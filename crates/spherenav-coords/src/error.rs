//! Projection error types.

/// Errors surfaced by the tangent-plane projector and the coordinate-space adapters.
///
/// Each variant signals a patch-partitioning problem on the caller's side;
/// nothing here is retried or clamped.
#[derive(Debug, Clone, Copy, PartialEq, thiserror::Error)]
pub enum ProjectionError {
    /// The reference point is at the sphere center or not finite, so no
    /// tangent frame exists.
    #[error("invalid reference point ({x}, {y}, {z}): no tangent frame")]
    InvalidReference {
        /// Reference X.
        x: f32,
        /// Reference Y.
        y: f32,
        /// Reference Z.
        z: f32,
    },

    /// The sample lies on or behind the tangent plane's horizon, or so close
    /// to it that its planar coordinate overflows.
    #[error("sample is outside the reference hemisphere (dot = {dot})")]
    HemisphereViolation {
        /// `dot(sample, normal)`; `<= 0` unless the sample grazes the horizon.
        dot: f64,
    },

    /// A sample or planar input contains NaN or infinity.
    #[error("non-finite input coordinate")]
    NonFinite,

    /// The sample is farther from the reference than the patch allows.
    #[error("sample is {angle:.6} rad from the reference, patch limit is {limit:.6} rad")]
    OutsidePatch {
        /// Angular distance of the sample in radians.
        angle: f64,
        /// Configured patch half-angle in radians.
        limit: f64,
    },

    /// A flat vertex sits deeper than the sphere center, so it has no world
    /// position on its own ray.
    #[error("altitude {altitude} is below the sphere center (radius {radius})")]
    BelowCenter {
        /// Flat-space height of the vertex.
        altitude: f64,
        /// Radius of the reference point.
        radius: f64,
    },
}
//! Axis convention shared by the spherical converter and the tangent-plane projector.

use std::fmt;
use std::str::FromStr;

use glam::DVec3;
use serde::{Deserialize, Serialize};

/// World axis the polar angle is measured from.
///
/// Each variant fixes an `(up, axis1, axis2)` triple. The polar angle is the
/// angle from `up`; the azimuth runs from `axis1` toward `axis2`.
///
/// | Variant | up | axis1 | axis2 |
/// |---------|----|-------|-------|
/// | `X`     | +X | +Y    | +Z    |
/// | `Y`     | +Y | +X    | +Z    |
/// | `Z`     | +Z | +X    | +Y    |
///
/// `Y` is the default because the flat-world pipeline treats Y as height.
#[derive(Clone, Copy, Debug, PartialEq, Eq, Hash, Default, Serialize, Deserialize)]
pub enum PoleAxis {
    /// Pole along world X.
    X,
    /// Pole along world Y.
    #[default]
    Y,
    /// Pole along world Z.
    Z,
}

impl PoleAxis {
    /// All conventions, in declaration order.
    pub const ALL: [PoleAxis; 3] = [PoleAxis::X, PoleAxis::Y, PoleAxis::Z];

    /// Unit vector the polar angle is measured from.
    #[inline]
    #[must_use]
    pub fn up(self) -> DVec3 {
        match self {
            Self::X => DVec3::X,
            Self::Y => DVec3::Y,
            Self::Z => DVec3::Z,
        }
    }

    /// Unit vector at azimuth zero.
    #[inline]
    #[must_use]
    pub fn axis1(self) -> DVec3 {
        match self {
            Self::X => DVec3::Y,
            Self::Y | Self::Z => DVec3::X,
        }
    }

    /// Unit vector at azimuth `π/2`.
    #[inline]
    #[must_use]
    pub fn axis2(self) -> DVec3 {
        match self {
            Self::X | Self::Y => DVec3::Z,
            Self::Z => DVec3::Y,
        }
    }

    /// Split a world vector into its `(up, axis1, axis2)` components.
    #[inline]
    #[must_use]
    pub fn decompose(self, p: DVec3) -> (f64, f64, f64) {
        match self {
            Self::X => (p.x, p.y, p.z),
            Self::Y => (p.y, p.x, p.z),
            Self::Z => (p.z, p.x, p.y),
        }
    }

    /// Inverse of [`decompose`](Self::decompose).
    #[inline]
    #[must_use]
    pub fn compose(self, up: f64, axis1: f64, axis2: f64) -> DVec3 {
        match self {
            Self::X => DVec3::new(up, axis1, axis2),
            Self::Y => DVec3::new(axis1, up, axis2),
            Self::Z => DVec3::new(axis1, axis2, up),
        }
    }
}

impl fmt::Display for PoleAxis {
    fn fmt(&self, f: &mut fmt::Formatter<'_>) -> fmt::Result {
        let name = match self {
            Self::X => "x",
            Self::Y => "y",
            Self::Z => "z",
        };
        f.write_str(name)
    }
}

/// Returned when a string does not name a pole axis.
#[derive(Debug, Clone, PartialEq, Eq, thiserror::Error)]
#[error("unknown pole axis {0:?} (expected x, y or z)")]
pub struct ParsePoleAxisError(pub String);

impl FromStr for PoleAxis {
    type Err = ParsePoleAxisError;

    fn from_str(s: &str) -> Result<Self, Self::Err> {
        match s.trim().to_ascii_lowercase().as_str() {
            "x" => Ok(Self::X),
            "y" => Ok(Self::Y),
            "z" => Ok(Self::Z),
            _ => Err(ParsePoleAxisError(s.to_string())),
        }
    }
}
//! Structured logging for the spherenav tools.
//!
//! Built on the `tracing` ecosystem: console output with uptime timestamps and
//! module paths, plus an optional JSON log file in debug builds. The level
//! comes from `RUST_LOG` when set, otherwise from the config's
//! `debug.log_level`.

use std::path::Path;

use spherenav_config::Config;
use tracing_subscriber::{EnvFilter, fmt, layer::SubscriberExt, util::SubscriberInitExt};

/// Filter used when neither `RUST_LOG` nor the config names a level.
const DEFAULT_FILTER: &str = "info";

/// Initialize the global tracing subscriber.
///
/// * `log_dir` - directory for `spherenav.log` (JSON, debug builds only)
/// * `debug_build` - whether to also write the JSON log file
/// * `config` - optional configuration supplying the log level
///
/// # Examples
///
/// ```no_run
/// use spherenav_config::Config;
/// use spherenav_log::init_logging;
///
/// let config = Config::default();
/// init_logging(Some(std::path::Path::new("./logs")), true, Some(&config));
/// ```
pub fn init_logging(log_dir: Option<&Path>, debug_build: bool, config: Option<&Config>) {
    let env_filter = EnvFilter::try_from_default_env()
        .unwrap_or_else(|_| EnvFilter::new(filter_directive(config)));

    let console_layer = fmt::layer()
        .with_target(true)
        .with_thread_names(true)
        .with_level(true)
        .with_timer(fmt::time::uptime());

    let subscriber = tracing_subscriber::registry()
        .with(env_filter)
        .with(console_layer);

    if debug_build
        && let Some(log_dir) = log_dir
        && std::fs::create_dir_all(log_dir).is_ok()
        && let Ok(log_file) = std::fs::File::create(log_dir.join("spherenav.log"))
    {
        let file_layer = fmt::layer()
            .with_writer(log_file)
            .with_ansi(false)
            .with_target(true)
            .with_timer(fmt::time::uptime())
            .json();

        subscriber.with(file_layer).init();
        return;
    }

    subscriber.init();
}

/// Create an `EnvFilter` with the default filter string.
pub fn default_env_filter() -> EnvFilter {
    EnvFilter::new(DEFAULT_FILTER)
}

/// Filter directive taken from the config, falling back to [`DEFAULT_FILTER`].
fn filter_directive(config: Option<&Config>) -> String {
    match config {
        Some(config) if !config.debug.log_level.trim().is_empty() => {
            config.debug.log_level.clone()
        }
        _ => DEFAULT_FILTER.to_string(),
    }
}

Directions for this task> Repeat, exactly and only, the lines from the beginning of the material through the line that contains "the patch allows.".

Your solution>
filename crates/spherenav-coords/src/error.rs
//! Projection error types.

/// Errors surfaced by the tangent-plane projector and the coordinate-space adapters.
///
/// Each variant signals a patch-partitioning problem on the caller's side;
/// nothing here is retried or clamped.
#[derive(Debug, Clone, Copy, PartialEq, thiserror::Error)]
pub enum ProjectionError {
    /// The reference point is at the sphere center or not finite, so no
    /// tangent frame exists.
    #[error("invalid reference point ({x}, {y}, {z}): no tangent frame")]
    InvalidReference {
        /// Reference X.
        x: f32,
        /// Reference Y.
        y: f32,
        /// Reference Z.
        z: f32,
    },

    /// The sample lies on or behind the tangent plane's horizon, or so close
    /// to it that its planar coordinate overflows.
    #[error("sample is outside the reference hemisphere (dot = {dot})")]
    HemisphereViolation {
        /// `dot(sample, normal)`; `<= 0` unless the sample grazes the horizon.
        dot: f64,
    },

    /// A sample or planar input contains NaN or infinity.
    #[error("non-finite input coordinate")]
    NonFinite,

    /// The sample is farther from the reference than the patch allows.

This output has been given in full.